My work is interdisciplinary in approach and concept. Just as words, sounds, and images rooted in memory may trigger the composition of a poem, collage is a mode of perception that prompts me to integrate different sorts of accumulated language—verbal, visual, musical, spatial.  My materials include antique literature and music books and other ephemera that correspond with human wonder and desire.  Fragments of lived experience are the bricks and mortar I use to build, constructing new spaces informed by time’s passage.  

Early life in the home of an architect and a violinist shaped my aesthetic. Exposure to the art of architecture encouraged interest in spatial relationships, taught me to read elevations and visualize their 3-D intentions, and, at construction sites, to appreciate the evolution of concept to form. Music played through and where words ended, roused layers of emotional response, and altered my sense of place and time. Together, these ingredients fostered an affinity for abstraction and design.  

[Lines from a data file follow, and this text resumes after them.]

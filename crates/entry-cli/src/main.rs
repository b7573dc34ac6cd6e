//! Encode order-entry request files.

use std::fs::File;
use std::io::{self, BufWriter, Write};
use std::path::PathBuf;

use anyhow::{Context, Result};
use clap::{Parser, Subcommand, ValueEnum};
use entry_core::RequestKind;
use entry_protocol::RequestEncoder;
use tracing::info;
use tracing_subscriber::EnvFilter;

use entry_cli::config::{Config, OutputFormat};
use entry_cli::output::{encode_all, write_encoded};
use entry_cli::request_file::RequestFile;

#[derive(Parser)]
#[clap(name = "entry-encode")]
#[clap(about = "Encode order-entry requests into binary wire messages")]
struct Cli {
    /// Field dictionary (TOML); defaults to the built-in one
    #[clap(short, long, global = true)]
    dictionary: Option<PathBuf>,

    /// Enable debug logging
    #[clap(long, global = true)]
    debug: bool,

    #[clap(subcommand)]
    command: Command,
}

#[derive(Subcommand)]
enum Command {
    /// Encode every request of a TOML request file
    Encode {
        /// Request file
        file: PathBuf,

        /// Sequence number of the first request
        #[clap(short, long)]
        start_seq: Option<u32>,

        #[clap(short, long, value_enum)]
        format: Option<OutputFormat>,

        /// Write to a file instead of stdout
        #[clap(short, long)]
        output: Option<PathBuf>,
    },

    /// Validate and print the active field dictionary
    Dictionary,

    /// Print the encoded size of a request shape
    Size {
        #[clap(short, long, value_enum)]
        kind: KindArg,

        /// Number of contra orders
        #[clap(short, long, default_value = "0")]
        contra: usize,

        /// Leg count of every order, agency first (multileg only)
        #[clap(short, long, value_delimiter = ',')]
        legs: Vec<usize>,
    },
}

#[derive(Debug, Copy, Clone, ValueEnum)]
enum KindArg {
    New,
    NewCross,
    NewCrossMultileg,
}

impl From<KindArg> for RequestKind {
    fn from(k: KindArg) -> Self {
        match k {
            KindArg::New => RequestKind::New,
            KindArg::NewCross => RequestKind::NewCross,
            KindArg::NewCrossMultileg => RequestKind::NewCrossMultileg,
        }
    }
}

fn init_logging(debug: bool) {
    let filter = if debug {
        EnvFilter::new("debug")
    } else {
        EnvFilter::try_from_default_env().unwrap_or_else(|_| EnvFilter::new("warn"))
    };
    tracing_subscriber::fmt()
        .with_env_filter(filter)
        .with_writer(io::stderr)
        .init();
}

fn main() -> Result<()> {
    let cli = Cli::parse();
    init_logging(cli.debug);

    let mut config = Config::from_env()?;
    if cli.dictionary.is_some() {
        config.dictionary = cli.dictionary;
    }

    let dict = config.load_dictionary()?;
    let encoder = RequestEncoder::new(&dict).context("invalid field dictionary")?;

    match cli.command {
        Command::Encode {
            file,
            start_seq,
            format,
            output,
        } => {
            let start_seq = start_seq.unwrap_or(config.start_seq);
            let format = format.unwrap_or(config.format);

            let requests = RequestFile::load(&file)?.requests;
            info!(file = %file.display(), count = requests.len(), start_seq, "encoding requests");
            let encoded = encode_all(&encoder, &requests, start_seq)?;

            let mut out: Box<dyn Write> = match &output {
                Some(path) => Box::new(BufWriter::new(
                    File::create(path)
                        .with_context(|| format!("creating {}", path.display()))?,
                )),
                None => Box::new(io::stdout().lock()),
            };
            write_encoded(&mut *out, &encoded, format)?;
        }
        Command::Dictionary => {
            print!("{}", dict.to_toml_string()?);
        }
        Command::Size { kind, contra, legs } => {
            let size = encoder
                .sizes()
                .calculate_size(kind.into(), contra, &legs)?;
            println!("{size}");
        }
    }

    Ok(())
}
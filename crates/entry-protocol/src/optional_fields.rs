//! Optional-field encoders.
//!
//! Two flavours share this module:
//!
//! - the **bitmap** encoder, driven by an [`OptionalBlock`] from the field
//!   dictionary: a presence bitmap followed by the field values in schema
//!   order;
//! - the **sequential** encoder for order trailers, whose fields are
//!   always present and carry no bitmap.
//!
//! ```text
//! bitmap block:  [bitmap (bitmap_len)] [field 1] [field 2] ... [field n]
//! trailer:       [field 1] [field 2] ...
//! ```

use std::borrow::Cow;

use entry_core::{ComplexOrder, Decimal, Order, RequestKind};
use tracing::trace;

use crate::dictionary::{FieldEncoding, OptionalBlock, OptionalField, PriceFormat};
use crate::error::EncodeError;
use crate::primitives::{encode_alpha, encode_binary4, encode_char, encode_price, encode_text};
use crate::wire_types::ALGORITHMIC_INDICATOR_WIDTH;

/// A value for one optional field.
#[derive(Debug, Copy, Clone, PartialEq, Eq)]
pub enum FieldValue<'a> {
    Char(u8),
    Binary(u32),
    Price(Decimal),
    Text(&'a str),
}

/// Supplies optional-field values for one request.
pub trait FieldSource {
    fn kind(&self) -> RequestKind;

    /// `None` when the request has no such field.
    fn value(&self, field: OptionalField) -> Option<FieldValue<'_>>;
}

/// Encode a bitmap block starting at `pos`.
///
/// For each schema entry, in order: set its bit in the bitmap, then append
/// its value right after the bitmap region. The whole schema is always
/// emitted, so every scheduled bit ends up set and no other bit is.
pub fn encode_bitmap_block(
    buf: &mut [u8],
    pos: usize,
    block: &OptionalBlock,
    price_format: &PriceFormat,
    source: &dyn FieldSource,
) -> Result<usize, EncodeError> {
    let len = buf.len();
    let bitmap = buf
        .get_mut(pos..pos + block.bitmap_len)
        .ok_or(EncodeError::BufferOverrun {
            position: pos,
            width: block.bitmap_len,
            len,
        })?;
    bitmap.fill(0);

    let mut p = pos + block.bitmap_len;
    for spec in &block.fields {
        let value = source
            .value(spec.field)
            .ok_or(EncodeError::UnsupportedField {
                kind: source.kind(),
                field: spec.field,
            })?;

        match buf.get_mut(pos + spec.byte) {
            Some(bits) if spec.byte < block.bitmap_len => *bits |= spec.mask(),
            _ => {
                return Err(EncodeError::BufferOverrun {
                    position: pos + spec.byte,
                    width: 1,
                    len,
                })
            }
        }

        p = match value {
            FieldValue::Char(c) => encode_char(buf, p, c)?,
            FieldValue::Binary(v) => encode_binary4(buf, p, v)?,
            FieldValue::Price(v) => encode_price(buf, p, v, price_format)?,
            FieldValue::Text(s) => match spec.field.encoding() {
                FieldEncoding::Alpha => encode_alpha(buf, p, s, spec.width)?,
                _ => encode_text(buf, p, s, spec.width)?,
            },
        };
    }

    trace!(
        kind = %source.kind(),
        fields = block.fields.len(),
        bytes = p - pos,
        "encoded optional block"
    );
    Ok(p)
}

/// Trailer fields following an order's mandatory block.
#[derive(Debug, Copy, Clone, PartialEq, Eq)]
pub enum TrailerField {
    /// One position code per leg.
    Legs,
    /// `Y` / `N`.
    AlgorithmicIndicator,
}

impl TrailerField {
    /// Wire width for an order with `leg_count` legs.
    pub fn width(self, leg_count: usize) -> usize {
        match self {
            TrailerField::Legs => leg_count,
            TrailerField::AlgorithmicIndicator => ALGORITHMIC_INDICATOR_WIDTH,
        }
    }
}

/// Trailer schema of a plain order.
pub const ORDER_TRAILER: &[TrailerField] = &[TrailerField::AlgorithmicIndicator];

/// Trailer schema of a complex order: legs ahead of the indicator.
pub const COMPLEX_ORDER_TRAILER: &[TrailerField] =
    &[TrailerField::Legs, TrailerField::AlgorithmicIndicator];

/// Supplies the text of each trailer field.
pub trait TrailerSource {
    fn leg_count(&self) -> usize;

    fn trailer_text(&self, field: TrailerField) -> Cow<'_, str>;
}

impl TrailerSource for Order {
    fn leg_count(&self) -> usize {
        0
    }

    fn trailer_text(&self, field: TrailerField) -> Cow<'_, str> {
        match field {
            TrailerField::Legs => Cow::Borrowed(""),
            TrailerField::AlgorithmicIndicator => Cow::Borrowed(self.algorithmic_indicator_code()),
        }
    }
}

impl TrailerSource for ComplexOrder {
    fn leg_count(&self) -> usize {
        self.leg_count()
    }

    fn trailer_text(&self, field: TrailerField) -> Cow<'_, str> {
        match field {
            TrailerField::Legs => Cow::Owned(self.leg_string()),
            TrailerField::AlgorithmicIndicator => {
                Cow::Borrowed(self.order.algorithmic_indicator_code())
            }
        }
    }
}

/// Bytes a trailer occupies for an order with `leg_count` legs.
pub fn trailer_len(schema: &[TrailerField], leg_count: usize) -> usize {
    schema.iter().map(|f| f.width(leg_count)).sum()
}

/// Encode trailer fields back to back, in schema order, no bitmap.
pub fn encode_trailer(
    buf: &mut [u8],
    pos: usize,
    schema: &[TrailerField],
    source: &dyn TrailerSource,
) -> Result<usize, EncodeError> {
    let leg_count = source.leg_count();
    let mut p = pos;
    for field in schema {
        let text = source.trailer_text(*field);
        p = encode_text(buf, p, &text, field.width(leg_count))?;
    }
    Ok(p)
}
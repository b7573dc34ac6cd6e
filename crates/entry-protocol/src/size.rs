//! Size calculator.
//!
//! Computes, before anything is written, the exact length of a request.
//! Builders allocate with these numbers and compare them with the bytes
//! actually written, so every layout change in the builders must be
//! mirrored here.

use entry_core::RequestKind;

use crate::dictionary::FieldDictionary;
use crate::error::EncodeError;
use crate::optional_fields::{trailer_len, COMPLEX_ORDER_TRAILER, ORDER_TRAILER};
use crate::wire_types::{
    BITMAP_LEN_WIDTH, CL_ORD_ID_WIDTH, CROSS_ID_WIDTH, HEADER_LEN, MAX_LEGS, MAX_MESSAGE_LEN,
    MAX_ORDERS, ORDER_COUNT_WIDTH, ORDER_MANDATORY_LEN, VOLUME_WIDTH,
};

/// Message sizes for one field dictionary.
#[derive(Debug, Copy, Clone)]
pub struct SizeCalculator<'d> {
    dict: &'d FieldDictionary,
}

impl<'d> SizeCalculator<'d> {
    pub fn new(dict: &'d FieldDictionary) -> Self {
        SizeCalculator { dict }
    }

    /// New Order length. For a validated dictionary this always equals
    /// [`NEW_ORDER_LEN`](crate::wire_types::NEW_ORDER_LEN).
    pub fn new_order_size(&self) -> usize {
        HEADER_LEN
            + CL_ORD_ID_WIDTH
            + 1 // side
            + VOLUME_WIDTH
            + BITMAP_LEN_WIDTH
            + self.dict.new_order.wire_len()
    }

    /// Cross bytes ahead of the order count.
    pub fn cross_prefix_size(&self, kind: RequestKind) -> usize {
        HEADER_LEN
            + CROSS_ID_WIDTH
            + 1 // cross type
            + 1 // side
            + self.dict.price.width
            + VOLUME_WIDTH
            + BITMAP_LEN_WIDTH
            + self.dict.block(kind).wire_len()
    }

    pub fn order_size(&self) -> usize {
        ORDER_MANDATORY_LEN + trailer_len(ORDER_TRAILER, 0)
    }

    pub fn complex_order_size(&self, leg_count: usize) -> usize {
        ORDER_MANDATORY_LEN + trailer_len(COMPLEX_ORDER_TRAILER, leg_count)
    }

    pub fn new_order_cross_size(&self, contra_count: usize) -> Result<usize, EncodeError> {
        let count = check_order_count(contra_count)?;
        let total = self.cross_prefix_size(RequestKind::NewCross)
            + ORDER_COUNT_WIDTH
            + count * self.order_size();
        check_message_len(RequestKind::NewCross, total)
    }

    /// `leg_counts` holds one entry per order, agency first.
    pub fn new_order_cross_multileg_size(&self, leg_counts: &[usize]) -> Result<usize, EncodeError> {
        check_order_count(leg_counts.len().saturating_sub(1))?;
        let mut total = self.cross_prefix_size(RequestKind::NewCrossMultileg) + ORDER_COUNT_WIDTH;
        for (order_index, &legs) in leg_counts.iter().enumerate() {
            if legs > MAX_LEGS {
                return Err(EncodeError::TooManyLegs {
                    order_index,
                    legs,
                    max: MAX_LEGS,
                });
            }
            total += self.complex_order_size(legs);
        }
        check_message_len(RequestKind::NewCrossMultileg, total)
    }

    /// Length of a `kind` request with `contra_count` contra orders.
    ///
    /// `leg_counts` is only read for multileg crosses, where it must hold
    /// `contra_count + 1` entries (agency first).
    pub fn calculate_size(
        &self,
        kind: RequestKind,
        contra_count: usize,
        leg_counts: &[usize],
    ) -> Result<usize, EncodeError> {
        match kind {
            RequestKind::New => Ok(self.new_order_size()),
            RequestKind::NewCross => self.new_order_cross_size(contra_count),
            RequestKind::NewCrossMultileg => {
                let expected = contra_count.saturating_add(1);
                if leg_counts.len() != expected {
                    return Err(EncodeError::LegCountMismatch {
                        expected,
                        actual: leg_counts.len(),
                    });
                }
                self.new_order_cross_multileg_size(leg_counts)
            }
        }
    }
}

/// Orders on the wire (agency + contra), if the count field can hold it.
fn check_order_count(contra_count: usize) -> Result<usize, EncodeError> {
    match contra_count.checked_add(1) {
        Some(count) if count <= MAX_ORDERS => Ok(count),
        _ => Err(EncodeError::TooManyOrders {
            count: contra_count.saturating_add(1),
            max: MAX_ORDERS,
        }),
    }
}

fn check_message_len(kind: RequestKind, total: usize) -> Result<usize, EncodeError> {
    if total > MAX_MESSAGE_LEN {
        return Err(EncodeError::MessageTooLong {
            kind,
            length: total,
            max: MAX_MESSAGE_LEN,
        });
    }
    Ok(total)
}
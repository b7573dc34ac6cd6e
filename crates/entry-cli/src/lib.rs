//! entry-cli
//!
//! Command-line front end for the request encoder: reads TOML request
//! files, encodes them against a field dictionary and writes the bytes
//! out as hex, JSON lines or raw.

pub mod config;
pub mod request_file;
pub mod output;
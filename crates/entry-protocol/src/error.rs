//! Error types for encoding and for loading field dictionaries.

use entry_core::{Decimal, RequestKind};

use crate::dictionary::OptionalField;

/// Errors that can arise while encoding a request.
///
/// Every variant is reported before a buffer is handed back; a caller
/// never receives a partially written message.
#[derive(Debug, thiserror::Error)]
pub enum EncodeError {
    /// More orders than the 2-byte count field can carry.
    #[error("cross carries {count} orders, the count field allows at most {max}")]
    TooManyOrders { count: usize, max: usize },

    /// A complex order has more legs than allowed.
    #[error("order #{order_index} has {legs} legs, at most {max} allowed")]
    TooManyLegs {
        order_index: usize,
        legs: usize,
        max: usize,
    },

    /// Leg counts handed to the size calculator do not match the order count.
    #[error("expected leg counts for {expected} orders, got {actual}")]
    LegCountMismatch { expected: usize, actual: usize },

    /// Message too long for the 2-byte length field.
    #[error("{kind} message of {length} bytes exceeds the {max}-byte limit")]
    MessageTooLong {
        kind: RequestKind,
        length: usize,
        max: usize,
    },

    /// Price cannot be represented in the configured fixed-point width.
    #[error("price {value} does not fit a {width}-byte field at scale {scale}")]
    PriceOutOfRange {
        value: Decimal,
        scale: u32,
        width: usize,
    },

    /// The dictionary schedules a field this request kind has no value for.
    #[error("{kind} has no value for optional field {field:?}")]
    UnsupportedField {
        kind: RequestKind,
        field: OptionalField,
    },

    /// Caller-provided buffer is shorter than the message.
    #[error("buffer of {available} bytes is too small, {required} bytes required")]
    BufferTooSmall { required: usize, available: usize },

    /// A write went past the end of the buffer.
    #[error("write of {width} bytes at offset {position} overruns a {len}-byte buffer")]
    BufferOverrun {
        position: usize,
        width: usize,
        len: usize,
    },

    /// Bytes written disagree with the size calculator.
    #[error("{kind} size mismatch: calculated {expected} bytes, wrote {written}")]
    SizeMismatch {
        kind: RequestKind,
        expected: usize,
        written: usize,
    },
}

/// Errors raised while loading or validating a field dictionary.
#[derive(Debug, thiserror::Error)]
pub enum DictionaryError {
    #[error("I/O error: {0}")]
    Io(#[from] std::io::Error),

    #[error("invalid dictionary TOML: {0}")]
    Parse(#[from] toml::de::Error),

    #[error("cannot serialize dictionary: {0}")]
    Serialize(#[from] toml::ser::Error),

    #[error("{kind}: bitmap length {bitmap_len} must be between 1 and 255")]
    BitmapLength { kind: RequestKind, bitmap_len: usize },

    #[error("{kind}: bit {bit} of field {field:?} is not in 0..=7")]
    InvalidBit {
        kind: RequestKind,
        field: OptionalField,
        bit: u8,
    },

    #[error("{kind}: field {field:?} uses bitmap byte {byte}, bitmap has {bitmap_len}")]
    BitmapByteOutOfRange {
        kind: RequestKind,
        field: OptionalField,
        byte: usize,
        bitmap_len: usize,
    },

    #[error("{kind}: byte {byte} bit {bit} is assigned twice")]
    DuplicateBit { kind: RequestKind, byte: usize, bit: u8 },

    #[error("{kind}: field {field:?} is listed twice")]
    DuplicateField {
        kind: RequestKind,
        field: OptionalField,
    },

    #[error("{kind}: field {field:?} cannot be {width} bytes wide")]
    FieldWidth {
        kind: RequestKind,
        field: OptionalField,
        width: usize,
    },

    #[error("{kind} cannot carry optional field {field:?}")]
    FieldNotAvailable {
        kind: RequestKind,
        field: OptionalField,
    },

    #[error("price width {0} is not supported (expected 4 or 8)")]
    PriceWidth(usize),

    #[error("price scale {0} exceeds 18 decimal places")]
    PriceScale(u32),

    #[error("request type code {code:#04x} is shared by {first} and {second}")]
    DuplicateRequestType {
        code: u8,
        first: RequestKind,
        second: RequestKind,
    },

    #[error("New Order layout totals {actual} bytes, protocol requires {expected}")]
    NewOrderSize { expected: usize, actual: usize },
}
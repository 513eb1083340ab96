//! Chunked file transfer.
//!
//! GET opens the file on the board and prints `r(n)` repeatedly until an
//! empty bytes literal comes back. PUT opens the file for writing and sends
//! each chunk as a bytes literal. The handle is closed in the same session
//! whether or not the transfer succeeded.

use log::{debug, trace};

use super::{args, shape_error};
use crate::error::Result;
use crate::port::Port;
use crate::protocol::RawRepl;
use crate::protocol::literal::encode_bytes;

fn close_after<P: Port, T>(repl: &mut RawRepl<P>, result: Result<T>) -> Result<T> {
    if repl.transport_mut().is_failed() {
        return result;
    }
    let closed = repl.exec_capture("f.close()");
    match result {
        Ok(value) => closed.map(|_| value),
        Err(e) => Err(e),
    }
}

/// Read a file from the board.
///
/// `size` is the expected size from a listing, used only for progress;
/// `progress` receives `(received, size)`.
pub fn get_file<P: Port>(
    repl: &mut RawRepl<P>,
    path: &str,
    size: Option<usize>,
    progress: &mut dyn FnMut(usize, Option<usize>),
) -> Result<Vec<u8>> {
    debug!("GET {path}");
    repl.exec_capture(&format!("{}f=open(_p,'rb')\nr=f.read", args(&[("p", path)])))?;

    let result = read_chunks(repl, size, progress);
    close_after(repl, result)
}

fn read_chunks<P: Port>(
    repl: &mut RawRepl<P>,
    size: Option<usize>,
    progress: &mut dyn FnMut(usize, Option<usize>),
) -> Result<Vec<u8>> {
    let chunk = repl.config().chunk_size;
    let script = format!("print(r({chunk}))");
    let mut data = Vec::with_capacity(size.unwrap_or(0));

    loop {
        let value = repl.eval_literal(&script)?;
        let bytes = value
            .as_bytes()
            .ok_or_else(|| shape_error("file chunk", &value))?;
        if bytes.is_empty() {
            break;
        }
        data.extend_from_slice(bytes);
        trace!("Received {} bytes", data.len());
        progress(data.len(), size);
    }
    Ok(data)
}

/// Write a file to the board, replacing any existing file.
///
/// `progress` receives `(sent, total)`.
pub fn put_file<P: Port>(
    repl: &mut RawRepl<P>,
    path: &str,
    data: &[u8],
    progress: &mut dyn FnMut(usize, usize),
) -> Result<()> {
    debug!("PUT {path} ({} bytes)", data.len());
    repl.exec_capture(&format!("{}f=open(_p,'wb')\nw=f.write", args(&[("p", path)])))?;

    let result = write_chunks(repl, data, progress);
    close_after(repl, result)
}

fn write_chunks<P: Port>(
    repl: &mut RawRepl<P>,
    data: &[u8],
    progress: &mut dyn FnMut(usize, usize),
) -> Result<()> {
    let chunk = repl.config().chunk_size.max(1);
    let mut sent = 0;
    progress(0, data.len());

    for part in data.chunks(chunk) {
        repl.exec_capture(&format!("w({})", encode_bytes(part)))?;
        sent += part.len();
        trace!("Sent {sent} bytes");
        progress(sent, data.len());
    }
    Ok(())
}

#[cfg(test)]
mod tests {
    use super::*;
    use crate::error::Error;
    use crate::sim::SimDevice;

    fn pattern(len: usize) -> Vec<u8> {
        (0..len).map(|i| (i * 7 + 3) as u8).collect()
    }

    #[test]
    fn test_put_then_get_is_byte_exact() {
        let sim = SimDevice::new();
        let mut r = sim.repl();

        for len in [0, 1, 255, 256, 257, 2560] {
            let data = pattern(len);
            let path = format!("/f{len}.bin");
            r.session(|r| put_file(r, &path, &data, &mut |_, _| {}))
                .unwrap();
            assert_eq!(sim.file(&path).unwrap(), data, "stored {len}");

            let back = r
                .session(|r| get_file(r, &path, Some(len), &mut |_, _| {}))
                .unwrap();
            assert_eq!(back, data, "read back {len}");
        }
        assert!(!sim.has_open_file());
    }

    #[test]
    fn test_progress_is_monotonic() {
        let sim = SimDevice::new();
        let mut r = sim.repl();
        let data = pattern(1000);

        let mut sent = Vec::new();
        r.session(|r| put_file(r, "/p.bin", &data, &mut |done, _| sent.push(done)))
            .unwrap();
        assert_eq!(sent, vec![0, 256, 512, 768, 1000]);

        let mut received = Vec::new();
        r.session(|r| get_file(r, "/p.bin", Some(1000), &mut |done, _| received.push(done)))
            .unwrap();
        assert!(received.windows(2).all(|w| w[0] <= w[1]));
        assert_eq!(received.last(), Some(&1000));
    }

    #[test]
    fn test_get_missing_file_is_device_exception() {
        let sim = SimDevice::new();
        let mut r = sim.repl();

        let err = r
            .session(|r| get_file(r, "/nope.py", None, &mut |_, _| {}))
            .unwrap_err();
        assert!(matches!(err, Error::DeviceException(_)));
        assert!(err.to_string().contains("ENOENT"));
    }

    #[test]
    fn test_paths_are_escaped() {
        let sim = SimDevice::new();
        let mut r = sim.repl();
        let path = "/it's \"odd\".txt";

        r.session(|r| put_file(r, path, b"x", &mut |_, _| {})).unwrap();
        assert_eq!(sim.file(path).unwrap(), b"x");
    }

    #[test]
    fn test_handle_closed_after_failed_read() {
        let sim = SimDevice::new();
        sim.put("/a.txt", b"abc");
        sim.fail_reads_of("/a.txt");
        let mut r = sim.repl();

        assert!(r.session(|r| get_file(r, "/a.txt", None, &mut |_, _| {})).is_err());
        assert!(!sim.has_open_file());
    }
}
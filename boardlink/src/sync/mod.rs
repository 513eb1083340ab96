//! Hash-verified backup and restore.
//!
//! Both directions compare SHA-1 digests computed on the board with digests
//! of the archive members and only transfer files whose content differs.

pub mod archive;
pub mod backup;
pub mod restore;

pub use archive::{ArchiveReader, ArchiveWriter, device_path, member_name};
pub use backup::{BackupReport, backup};
pub use restore::{RestoreReport, restore};

/// Receives progress from a sync run.
pub trait Reporter {
    /// A new phase started; progress restarts from zero.
    fn begin(&mut self, text: &str) {
        self.status(text);
    }

    /// A new file started.
    fn status(&mut self, text: &str);

    /// `done` of `total` steps in the current phase.
    fn progress(&mut self, done: usize, total: usize);
}

/// Discards all reports.
impl Reporter for () {
    fn status(&mut self, _text: &str) {}

    fn progress(&mut self, _done: usize, _total: usize) {}
}

/// Whether `path` is one of `dirs` or lies below one of them.
pub(crate) fn is_under(path: &str, dirs: &[String]) -> bool {
    dirs.iter().any(|d| {
        path == d
            || path
                .strip_prefix(d.as_str())
                .is_some_and(|rest| rest.starts_with('/'))
    })
}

In one of my favorite books, The Poetics of Space,philosopher Gaston Bachelard explains that an inhabited space transcends its geometrical constraints, that it becomes a container in which past, present and future reside. I love his vision of the house as “an instrument with which to confront the cosmos”.  It is this emotional and inclusive sense of space that inspires my work.

At the end of the day – or night – my work relies on juxtaposition, metaphor, memory and matter to express some sense of underlying order, humanity, and emotional intent.